Records from a collection

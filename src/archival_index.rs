//! Archival index: the sorted, immutable page map belonging to one committed
//! revision.

use crate::error::{OnionError, Result};
use crate::format::IndexEntry;

/// A committed revision's logical-page → physical-offset map, strictly
/// ascending by `logi_addr`, no duplicates.
#[derive(Debug, Clone, Default, PartialEq, Eq)]
pub struct ArchivalIndex {
    entries: Vec<IndexEntry>,
}

impl ArchivalIndex {
    /// Builds an index from entries already known to be sorted and
    /// deduplicated (e.g. the output of [`crate::merge::merge`]).
    ///
    /// # Errors
    /// Returns `BadArgument` if `entries` is not strictly ascending by
    /// `logi_addr`.
    pub fn from_sorted(entries: Vec<IndexEntry>) -> Result<Self> {
        for pair in entries.windows(2) {
            if pair[0].logi_addr >= pair[1].logi_addr {
                return Err(OnionError::bad_argument(
                    "archival index entries must be strictly ascending by logi_addr",
                ));
            }
        }
        Ok(Self { entries })
    }

    #[must_use]
    pub fn empty() -> Self {
        Self { entries: Vec::new() }
    }

    #[must_use]
    pub fn len(&self) -> usize {
        self.entries.len()
    }

    #[must_use]
    pub fn is_empty(&self) -> bool {
        self.entries.is_empty()
    }

    #[must_use]
    pub fn entries(&self) -> &[IndexEntry] {
        &self.entries
    }

    /// Binary-search lookup by logical address. Out-of-range addresses
    /// return `None` without scanning.
    #[must_use]
    pub fn find(&self, logi_addr: u64) -> Option<IndexEntry> {
        match self.entries.first() {
            None => return None,
            Some(first) if logi_addr < first.logi_addr => return None,
            _ => {}
        }
        match self.entries.last() {
            Some(last) if logi_addr > last.logi_addr => return None,
            _ => {}
        }
        self.entries
            .binary_search_by_key(&logi_addr, |e| e.logi_addr)
            .ok()
            .map(|i| self.entries[i])
    }
}
//! On-disk header: 40 bytes at offset 0 of the onion file.
//!
//! ```text
//! "OHDH" | ver:u8 | flags:u24 | page_size:u32
//!       | origin_eof:u64 | whole_history_addr:u64 | whole_history_size:u64
//!       | checksum:u32
//! ```

use crate::checksum::fletcher32;
use crate::error::{CorruptReason, OnionError, Result};

pub const MAGIC: [u8; 4] = *b"OHDH";
pub const VERSION: u8 = 1;
pub const ENCODED_LEN: usize = 40;

#[derive(Debug, Clone, Copy, PartialEq, Eq)]
pub struct Header {
    pub flags: u32,
    pub page_size: u32,
    pub origin_eof: u64,
    pub whole_history_addr: u64,
    pub whole_history_size: u64,
}

impl Header {
    #[must_use]
    pub fn encode(&self) -> Vec<u8> {
        let mut buf = Vec::with_capacity(ENCODED_LEN);
        buf.extend_from_slice(&MAGIC);
        buf.push(VERSION);
        let flags24 = self.flags & 0x00ff_ffff;
        buf.extend_from_slice(&flags24.to_le_bytes()[..3]);
        buf.extend_from_slice(&self.page_size.to_le_bytes());
        buf.extend_from_slice(&self.origin_eof.to_le_bytes());
        buf.extend_from_slice(&self.whole_history_addr.to_le_bytes());
        buf.extend_from_slice(&self.whole_history_size.to_le_bytes());
        let checksum = fletcher32(&buf);
        buf.extend_from_slice(&checksum.to_le_bytes());
        debug_assert_eq!(buf.len(), ENCODED_LEN);
        buf
    }

    /// # Errors
    /// Returns `Corrupt` on bad signature, unsupported version, or checksum
    /// mismatch; `BadArgument` if `buf` is shorter than the fixed header size.
    pub fn decode(buf: &[u8]) -> Result<Self> {
        if buf.len() < ENCODED_LEN {
            return Err(OnionError::bad_argument("header buffer shorter than 40 bytes"));
        }
        if buf[0..4] != MAGIC {
            return Err(OnionError::corrupt(0, CorruptReason::BadSignature));
        }
        if buf[4] != VERSION {
            return Err(OnionError::corrupt(0, CorruptReason::UnsupportedVersion));
        }
        let expected = fletcher32(&buf[0..36]);
        let actual = u32::from_le_bytes(buf[36..40].try_into().unwrap());
        if expected != actual {
            return Err(OnionError::corrupt(0, CorruptReason::ChecksumMismatch));
        }
        let mut flag_bytes = [0u8; 4];
        flag_bytes[..3].copy_from_slice(&buf[5..8]);
        let flags = u32::from_le_bytes(flag_bytes);
        let page_size = u32::from_le_bytes(buf[8..12].try_into().unwrap());
        let origin_eof = u64::from_le_bytes(buf[12..20].try_into().unwrap());
        let whole_history_addr = u64::from_le_bytes(buf[20..28].try_into().unwrap());
        let whole_history_size = u64::from_le_bytes(buf[28..36].try_into().unwrap());
        Ok(Self { flags, page_size, origin_eof, whole_history_addr, whole_history_size })
    }
}

#[cfg(test)]
mod tests {
    use super::*;

    fn sample() -> Header {
        Header { flags: 0b101, page_size: 4096, origin_eof: 1024, whole_history_addr: 4096, whole_history_size: 20 }
    }

    #[test]
    fn encode_decode_roundtrips() {
        let h = sample();
        let bytes = h.encode();
        assert_eq!(bytes.len(), ENCODED_LEN);
        let decoded = Header::decode(&bytes).unwrap();
        assert_eq!(decoded, h);
    }

    #[test]
    fn encode_then_decode_is_byte_identical() {
        let h = sample();
        let bytes = h.encode();
        let decoded = Header::decode(&bytes).unwrap();
        assert_eq!(decoded.encode(), bytes);
    }

    #[test]
    fn rejects_bad_signature() {
        let mut bytes = sample().encode();
        bytes[0] = b'X';
        assert!(matches!(
            Header::decode(&bytes),
            Err(OnionError::Corrupt { reason: CorruptReason::BadSignature, .. })
        ));
    }

    #[test]
    fn rejects_unsupported_version() {
        let mut bytes = sample().encode();
        bytes[4] = VERSION + 1;
        assert!(matches!(
            Header::decode(&bytes),
            Err(OnionError::Corrupt { reason: CorruptReason::UnsupportedVersion, .. })
        ));
    }

    #[test]
    fn rejects_checksum_mismatch() {
        let mut bytes = sample().encode();
        let last = bytes.len() - 1;
        bytes[last] ^= 0xff;
        assert!(matches!(
            Header::decode(&bytes),
            Err(OnionError::Corrupt { reason: CorruptReason::ChecksumMismatch, .. })
        ));
    }

    #[test]
    fn flags_are_truncated_to_24_bits() {
        let h = Header { flags: 0xff_ab_cd_ef, ..sample() };
        let bytes = h.encode();
        let decoded = Header::decode(&bytes).unwrap();
        assert_eq!(decoded.flags, 0x00_ab_cd_ef);
    }
}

ABOUT THIS EXERCISE: Write every record out again exactly.

REPLY TO THE EXERCISE:
filename src/archival_index.rs
//! Archival index: the sorted, immutable page map belonging to one committed
//! revision.

use crate::error::{OnionError, Result};
use crate::format::IndexEntry;

/// A committed revision's logical-page → physical-offset map, strictly
/// ascending by `logi_addr`, no duplicates.
#[derive(Debug, Clone, Default, PartialEq, Eq)]
pub struct ArchivalIndex {
    entries: Vec<IndexEntry>,
}

impl ArchivalIndex {
    /// Builds an index from entries already known to be sorted and
    /// deduplicated (e.g. the output of [`crate::merge::merge`]).
    ///
    /// # Errors
    /// Returns `BadArgument` if `entries` is not strictly ascending by
    /// `logi_addr`.
    pub fn from_sorted(entries: Vec<IndexEntry>) -> Result<Self> {
        for pair in entries.windows(2) {
            if pair[0].logi_addr >= pair[1].logi_addr {
                return Err(OnionError::bad_argument(
                    "archival index entries must be strictly ascending by logi_addr",
                ));
            }
        }
        Ok(Self { entries })
    }

    #[must_use]
    pub fn empty() -> Self {
        Self { entries: Vec::new() }
    }

    #[must_use]
    pub fn len(&self) -> usize {
        self.entries.len()
    }

    #[must_use]
    pub fn is_empty(&self) -> bool {
        self.entries.is_empty()
    }

    #[must_use]
    pub fn entries(&self) -> &[IndexEntry] {
        &self.entries
    }

    /// Binary-search lookup by logical address. Out-of-range addresses
    /// return `None` without scanning.
    #[must_use]
    pub fn find(&self, logi_addr: u64) -> Option<IndexEntry> {
        match self.entries.first() {
            None => return None,
            Some(first) if logi_addr < first.logi_addr => return None,
            _ => {}
        }
        match self.entries.last() {
            Some(last) if logi_addr > last.logi_addr => return None,
            _ => {}
        }
        self.entries
            .binary_search_by_key(&logi_addr, |e| e.logi_addr)
            .ok()
            .map(|i| self.entries[i])
    }
}
//! On-disk header: 40 bytes at offset 0 of the onion file.
//!
//! ```text
//! "OHDH" | ver:u8 | flags:u24 | page_size:u32
//!       | origin_eof:u64 | whole_history_addr:u64 | whole_history_size:u64
//!       | checksum:u32
//! ```

use crate::checksum::fletcher32;
use crate::error::{CorruptReason, OnionError, Result};

pub const MAGIC: [u8; 4] = *b"OHDH";
pub const VERSION: u8 = 1;
pub const ENCODED_LEN: usize = 40;

#[derive(Debug, Clone, Copy, PartialEq, Eq)]
pub struct Header {
    pub flags: u32,
    pub page_size: u32,
    pub origin_eof: u64,
    pub whole_history_addr: u64,
    pub whole_history_size: u64,
}

impl Header {
    #[must_use]
    pub fn encode(&self) -> Vec<u8> {
        let mut buf = Vec::with_capacity(ENCODED_LEN);
        buf.extend_from_slice(&MAGIC);
        buf.push(VERSION);
        let flags24 = self.flags & 0x00ff_ffff;
        buf.extend_from_slice(&flags24.to_le_bytes()[..3]);
        buf.extend_from_slice(&self.page_size.to_le_bytes());
        buf.extend_from_slice(&self.origin_eof.to_le_bytes());
        buf.extend_from_slice(&self.whole_history_addr.to_le_bytes());
        buf.extend_from_slice(&self.whole_history_size.to_le_bytes());
        let checksum = fletcher32(&buf);
        buf.extend_from_slice(&checksum.to_le_bytes());
        debug_assert_eq!(buf.len(), ENCODED_LEN);
        buf
    }

    /// # Errors
    /// Returns `Corrupt` on bad signature, unsupported version, or checksum
    /// mismatch; `BadArgument` if `buf` is shorter than the fixed header size.
    pub fn decode(buf: &[u8]) -> Result<Self> {
        if buf.len() < ENCODED_LEN {
            return Err(OnionError::bad_argument("header buffer shorter than 40 bytes"));
        }
        if buf[0..4] != MAGIC {
            return Err(OnionError::corrupt(0, CorruptReason::BadSignature));
        }
        if buf[4] != VERSION {
            return Err(OnionError::corrupt(0, CorruptReason::UnsupportedVersion));
        }
        let expected = fletcher32(&buf[0..36]);
        let actual = u32::from_le_bytes(buf[36..40].try_into().unwrap());
        if expected != actual {
            return Err(OnionError::corrupt(0, CorruptReason::ChecksumMismatch));
        }
        let mut flag_bytes = [0u8; 4];
        flag_bytes[..3].copy_from_slice(&buf[5..8]);
        let flags = u32::from_le_bytes(flag_bytes);
        let page_size = u32::from_le_bytes(buf[8..12].try_into().unwrap());
        let origin_eof = u64::from_le_bytes(buf[12..20].try_into().unwrap());
        let whole_history_addr = u64::from_le_bytes(buf[20..28].try_into().unwrap());
        let whole_history_size = u64::from_le_bytes(buf[28..36].try_into().unwrap());
        Ok(Self { flags, page_size, origin_eof, whole_history_addr, whole_history_size })
    }
}

#[cfg(test)]
mod tests {
    use super::*;

    fn sample() -> Header {
        Header { flags: 0b101, page_size: 4096, origin_eof: 1024, whole_history_addr: 4096, whole_history_size: 20 }
    }

    #[test]
    fn encode_decode_roundtrips() {
        let h = sample();
        let bytes = h.encode();
        assert_eq!(bytes.len(), ENCODED_LEN);
        let decoded = Header::decode(&bytes).unwrap();
        assert_eq!(decoded, h);
    }

    #[test]
    fn encode_then_decode_is_byte_identical() {
        let h = sample();
        let bytes = h.encode();
        let decoded = Header::decode(&bytes).unwrap();
        assert_eq!(decoded.encode(), bytes);
    }

    #[test]
    fn rejects_bad_signature() {
        let mut bytes = sample().encode();
        bytes[0] = b'X';
        assert!(matches!(
            Header::decode(&bytes),
            Err(OnionError::Corrupt { reason: CorruptReason::BadSignature, .. })
        ));
    }

    #[test]
    fn rejects_unsupported_version() {
        let mut bytes = sample().encode();
        bytes[4] = VERSION + 1;
        assert!(matches!(
            Header::decode(&bytes),
            Err(OnionError::Corrupt { reason: CorruptReason::UnsupportedVersion, .. })
        ));
    }

    #[test]
    fn rejects_checksum_mismatch() {
        let mut bytes = sample().encode();
        let last = bytes.len() - 1;
        bytes[last] ^= 0xff;
        assert!(matches!(
            Header::decode(&bytes),
            Err(OnionError::Corrupt { reason: CorruptReason::ChecksumMismatch, .. })
        ));
    }

    #[test]
    fn flags_are_truncated_to_24_bits() {
        let h = Header { flags: 0xff_ab_cd_ef, ..sample() };
        let bytes = h.encode();
        let decoded = Header::decode(&bytes).unwrap();
        assert_eq!(decoded.flags, 0x00_ab_cd_ef);
    }
}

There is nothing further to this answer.